During his campaign he proposed the construction of an underground rapid transit system to increase the city's public transport capacity and reduce commuting time and crowding. This proposition was controversial, because the city already had a mass transit system, the TransMilenio which is not finished yet, and the construction of this new system will make impossible to finish it, there's also the possibility that the city can't afford the construction and maintenance of the railway. President Álvaro Uribe mentioned that he would support the new system after proper analysis of the proposal and viability, and suggested that the system must be financially self-sustainable if built. Uribe alleged that the Colombian government was unable to sustain through subsidies the maintenance of the rapid transit system.

===Elected mayor===
Moreno defeated rival and former Mayor Enrique Peñalosa in Bogotá's mayoral elections in October 2007, with 43.7% of the votes against the 28.15% achieved by Peñalosa. He took office on 1 January 2008.

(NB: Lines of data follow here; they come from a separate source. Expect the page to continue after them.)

impl GuideApp {
    pub fn new(initial: Option<&Path>) -> Self {
        let mut app = GuideApp {
            guide: Guide::new(),
            controller: ModeController::new(),
            active_section: None,
            rich_text: RichTextEditor::new(),
            raw_image: None,
            texture: None,
            banner: None,
        };
        if let Some(path) = initial {
            app.load_path(path);
        }
        app
    }

    // ── Upload / import ─────────────────────────────────────────────────────

    /// Single upload entry point: a guide document goes through the codec, an
    /// image resets the guide, anything else is rejected. Failures leave the
    /// current guide untouched and raise the banner.
    fn load_path(&mut self, path: &Path) {
        let result = if is_guide_document(path) {
            self.import_guide(path)
        } else {
            self.load_image(path)
        };
        match result {
            Ok(()) => self.banner = None,
            Err(err) => {
                tracing::warn!(path = %path.display(), %err, "upload rejected");
                self.banner = Some(err.to_string());
            }
        }
    }

    fn import_guide(&mut self, path: &Path) -> Result<(), UploadError> {
        let document = std::fs::read_to_string(path).map_err(|source| UploadError::Io {
            path: path.display().to_string(),
            source,
        })?;
        let imported = codec::parse(&document)?;
        tracing::info!(
            path = %path.display(),
            sections = imported.sections.len(),
            "guide imported"
        );
        self.raw_image = codec::decode_data_uri(&imported.image)
            .and_then(|bytes| image::load_from_memory(&bytes).ok());
        self.texture = None;
        self.guide
            .replace_from_import(imported.title, imported.image, imported.sections);
        self.clear_selection();
        Ok(())
    }

    fn load_image(&mut self, path: &Path) -> Result<(), UploadError> {
        let bytes = std::fs::read(path).map_err(|source| UploadError::Io {
            path: path.display().to_string(),
            source,
        })?;
        let data_uri =
            codec::image_data_uri(&bytes).map_err(|_| UploadError::UnsupportedFileType)?;
        self.raw_image = image::load_from_memory(&bytes).ok();
        self.texture = None;
        self.guide.reset_with_image(data_uri);
        self.clear_selection();
        tracing::info!(path = %path.display(), "new image loaded, guide reset");
        Ok(())
    }

    fn clear_selection(&mut self) {
        self.controller = ModeController::new();
        self.active_section = None;
        self.rich_text.reset();
    }

    // ── Export ──────────────────────────────────────────────────────────────

    fn export(&mut self) {
        let Some(image) = self.guide.image.clone() else {
            self.banner = Some(EXPORT_WITHOUT_IMAGE_PROMPT.to_string());
            return;
        };
        let Some(path) = rfd::FileDialog::new()
            .set_file_name(codec::export_file_name(&self.guide.title))
            .add_filter("HTML", &["html"])
            .save_file()
        else {
            return;
        };
        match self.write_export(&path, &image) {
            Ok(()) => {
                tracing::info!(path = %path.display(), "guide exported");
                self.banner = None;
            }
            Err(err) => {
                tracing::warn!(path = %path.display(), %err, "export failed");
                self.banner = Some(err.to_string());
            }
        }
    }

    fn write_export(&self, path: &Path, image: &str) -> Result<(), ExportError> {
        let document = codec::render(&self.guide.title, image, &self.guide.sections)?;
        std::fs::write(path, document)?;
        Ok(())
    }

    // ── Section operations ──────────────────────────────────────────────────

    fn delete_section(&mut self, id: &str) {
        if self.guide.delete_section(id) {
            self.controller.section_deleted(id);
            if self.active_section.as_deref() == Some(id) {
                self.active_section = None;
            }
        }
    }

    // ── Preview canvas ──────────────────────────────────────────────────────

    fn ensure_texture(&mut self, ctx: &egui::Context) {
        if self.texture.is_some() {
            return;
        }
        if let Some(ref img) = self.raw_image {
            let rgba = img.to_rgba8();
            let size = [rgba.width() as usize, rgba.height() as usize];
            let pixels = rgba.as_flat_samples();
            let color_image = egui::ColorImage::from_rgba_unmultiplied(size, pixels.as_slice());
            self.texture =
                Some(ctx.load_texture("guide-image", color_image, egui::TextureOptions::LINEAR));
        }
    }

    fn handle_canvas_click(&mut self, click: Pos2, image_rect: Rect) {
        let awaiting_click =
            self.controller.is_placing() || self.controller.moving_target().is_some();
        if awaiting_click {
            // Outside the image box there is no transition; the prompt stays.
            if image_rect.contains(click) {
                let (x, y) = mode::pin_position(click, image_rect);
                if let Some(id) = self.controller.image_click(&mut self.guide, x, y) {
                    self.active_section = Some(id);
                    self.rich_text.reset();
                }
            }
            return;
        }
        if let Some(id) = self.hit_test_pin(click, image_rect) {
            self.active_section = Some(id);
        }
    }

    fn hit_test_pin(&self, click: Pos2, image_rect: Rect) -> Option<String> {
        self.guide.sections.iter().rev().find_map(|section| {
            let center = pin_center(section, image_rect);
            (center.distance(click) <= PIN_HIT_RADIUS).then(|| section.id.clone())
        })
    }

    fn show_canvas(&mut self, ui: &mut egui::Ui) {
        let (response, painter) = ui.allocate_painter(ui.available_size(), Sense::click());
        let canvas_rect = response.rect;
        painter.rect_filled(canvas_rect, 0.0, Color32::from_gray(40));

        let Some(texture) = self.texture.clone() else {
            painter.text(
                canvas_rect.center(),
                Align2::CENTER_CENTER,
                "Upload an image or a saved guide to begin.",
                FontId::proportional(15.0),
                Color32::from_gray(180),
            );
            return;
        };

        let tex_size = texture.size_vec2();
        let image_rect = fitted_image_rect(canvas_rect.shrink(12.0), (tex_size.x, tex_size.y));
        painter.image(
            texture.id(),
            image_rect,
            Rect::from_min_max(pos2(0.0, 0.0), pos2(1.0, 1.0)),
            Color32::WHITE,
        );

        for (idx, section) in self.guide.sections.iter().enumerate() {
            let center = pin_center(section, image_rect);
            let color = section.category_key.color32();
            let is_active = self.active_section.as_deref() == Some(section.id.as_str());
            let is_moving = self.controller.moving_target() == Some(section.id.as_str());

            let radius = if is_active { PIN_RADIUS + 2.0 } else { PIN_RADIUS };
            painter.circle_filled(center, radius, color);
            if is_active {
                painter.circle_stroke(center, radius + 2.0, Stroke::new(2.0, Color32::WHITE));
            }
            if is_moving {
                painter.circle_stroke(
                    center,
                    radius + 4.0,
                    Stroke::new(2.0, Color32::from_rgb(96, 165, 250)),
                );
            }
            painter.text(
                center,
                Align2::CENTER_CENTER,
                (idx + 1).to_string(),
                FontId::proportional(12.0),
                Color32::WHITE,
            );
        }

        if let Some(status) = self.controller.status() {
            painter.rect_filled(image_rect, 0.0, Color32::from_black_alpha(120));
            painter.text(
                image_rect.center(),
                Align2::CENTER_CENTER,
                status,
                FontId::proportional(16.0),
                Color32::WHITE,
            );
        }

        if response.clicked() {
            if let Some(click) = response.interact_pointer_pos() {
                self.handle_canvas_click(click, image_rect);
            }
        }
    }

    // ── Editor panel ────────────────────────────────────────────────────────

    fn show_editor_panel(&mut self, ui: &mut egui::Ui) {
        if let Some(message) = self.banner.clone() {
            ui.horizontal(|ui| {
                if ui.small_button("✕").clicked() {
                    self.banner = None;
                }
                ui.colored_label(Color32::from_rgb(220, 38, 38), message);
            });
            ui.separator();
        }

        ui.label("Guide Title");
        ui.text_edit_singleline(&mut self.guide.title);
        ui.add_space(6.0);

        if ui.button("Upload Image or Guide…").clicked() {
            if let Some(path) = rfd::FileDialog::new()
                .add_filter(
                    "Images and guides",
                    &["png", "jpg", "jpeg", "gif", "webp", "bmp", "html", "htm"],
                )
                .pick_file()
            {
                self.load_path(&path);
            }
        }

        ui.separator();

        let has_image = self.guide.image.is_some();
        ui.horizontal(|ui| {
            ui.heading("Sections");
            ui.with_layout(egui::Layout::right_to_left(egui::Align::Center), |ui| {
                if ui
                    .add_enabled(has_image, egui::Button::new("Add Section"))
                    .clicked()
                {
                    self.controller.start_placement(has_image);
                }
            });
        });
        ui.add_space(4.0);

        let editing = self.controller.editing_target().map(str::to_owned);
        match editing.and_then(|id| self.guide.section(&id).cloned()) {
            Some(section) => self.show_section_form(ui, section),
            None => self.show_section_list(ui, has_image),
        }
    }

    fn show_section_form(&mut self, ui: &mut egui::Ui, section: Section) {
        let id = section.id.clone();

        ui.label("Title");
        let mut title = section.title.clone();
        if ui.text_edit_singleline(&mut title).changed() {
            self.guide.update_section(
                &id,
                SectionPatch {
                    title: Some(title),
                    ..SectionPatch::default()
                },
            );
        }

        ui.add_space(4.0);
        ui.label("Content / Notes");
        let mut content = section.content.clone();
        if self.rich_text.show(ui, &mut content) {
            self.guide.update_section(
                &id,
                SectionPatch {
                    content: Some(content),
                    ..SectionPatch::default()
                },
            );
        }

        ui.add_space(4.0);
        ui.label("Category");
        let mut key = section.category_key;
        egui::ComboBox::from_id_salt("section-category")
            .selected_text(key.name())
            .show_ui(ui, |ui| {
                for candidate in CategoryKey::ALL {
                    ui.selectable_value(&mut key, candidate, candidate.name());
                }
            });
        if key != section.category_key {
            self.guide.update_section(
                &id,
                SectionPatch {
                    category_key: Some(key),
                    ..SectionPatch::default()
                },
            );
        }

        ui.add_space(8.0);
        ui.horizontal(|ui| {
            if ui.button("Move Pin").clicked() {
                self.controller.start_move(id.clone());
            }
            if ui.button("Delete").clicked() {
                self.delete_section(&id);
            }
        });
        if ui.button("Done Editing").clicked() {
            self.controller.finish_editing();
        }
    }

    fn show_section_list(&mut self, ui: &mut egui::Ui, has_image: bool) {
        if self.guide.sections.is_empty() {
            let hint = if has_image {
                "Click 'Add Section' to place a pin on the image."
            } else {
                "Upload an image or a saved guide to start."
            };
            ui.label(RichText::new(hint).color(Color32::GRAY));
            return;
        }

        let mut to_edit = None;
        let mut to_delete = None;
        egui::ScrollArea::vertical().show(ui, |ui| {
            for section in &self.guide.sections {
                ui.horizontal(|ui| {
                    let (dot, _) = ui.allocate_exact_size(vec2(10.0, 10.0), Sense::hover());
                    ui.painter()
                        .circle_filled(dot.center(), 5.0, section.category_key.color32());
                    ui.label(&section.title);
                    ui.with_layout(egui::Layout::right_to_left(egui::Align::Center), |ui| {
                        if ui.small_button("✕").clicked() {
                            to_delete = Some(section.id.clone());
                        }
                        if ui.small_button("Edit").clicked() {
                            to_edit = Some(section.id.clone());
                        }
                    });
                });
            }
        });
        if let Some(id) = to_edit {
            self.active_section = Some(id.clone());
            self.rich_text.reset();
            self.controller.edit(id);
        }
        if let Some(id) = to_delete {
            self.delete_section(&id);
        }
    }

    // ── Detail pane ─────────────────────────────────────────────────────────

    fn show_detail_pane(&mut self, ui: &mut egui::Ui) {
        let Some(section) = self
            .active_section
            .as_deref()
            .and_then(|id| self.guide.section(id))
        else {
            ui.add_space(20.0);
            ui.vertical_centered(|ui| {
                ui.label(RichText::new("Select a Section").heading().color(Color32::GRAY));
                ui.add_space(4.0);
                ui.label("Click a numbered pin on the image to see its details.");
            });
            return;
        };

        let color = section.category_key.color32();
        let number = self.guide.display_number(&section.id).unwrap_or(0);
        ui.horizontal(|ui| {
            ui.label(
                RichText::new(format!(" {number} "))
                    .strong()
                    .color(Color32::WHITE)
                    .background_color(color),
            );
            ui.heading(RichText::new(section.title.as_str()).color(color));
        });
        ui.label(
            RichText::new(section.category_key.name())
                .small()
                .color(Color32::GRAY),
        );
        ui.separator();
        let preview = strip_tags(&section.content);
        egui::ScrollArea::vertical().show(ui, |ui| {
            ui.label(preview);
        });
    }
}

During his period in charge of the city, Moreno was widely criticised by media, members of his political party and a large proportion of his electors, due to his lack of results in terms of urban security, transit, and political promises made during his campaign.

===2011 Suspension and Detention===
On 3 May 2011, the Inspector General of Colombia, Alejandro Ordoñez decided to suspend Moreno for three months, due to alleged omissions on public works executions. This case has a link with an ongoing investigation for corruption and irregularities related to public construction bidding in Bogotá. On 2 August 2011, the Inspector decided to extend the suspension for three more months, claiming that the case against Moreno has not been resolved yet, and more time is required to achieve a resolution.
On 23 September 2011, he was put in pretrial detention by a judge while his legal status is defined.

==Personal life and death==
Moreno Rojas died from cardiac arrest on 10 February 2023 at age 62, one day before his 63rd birthday.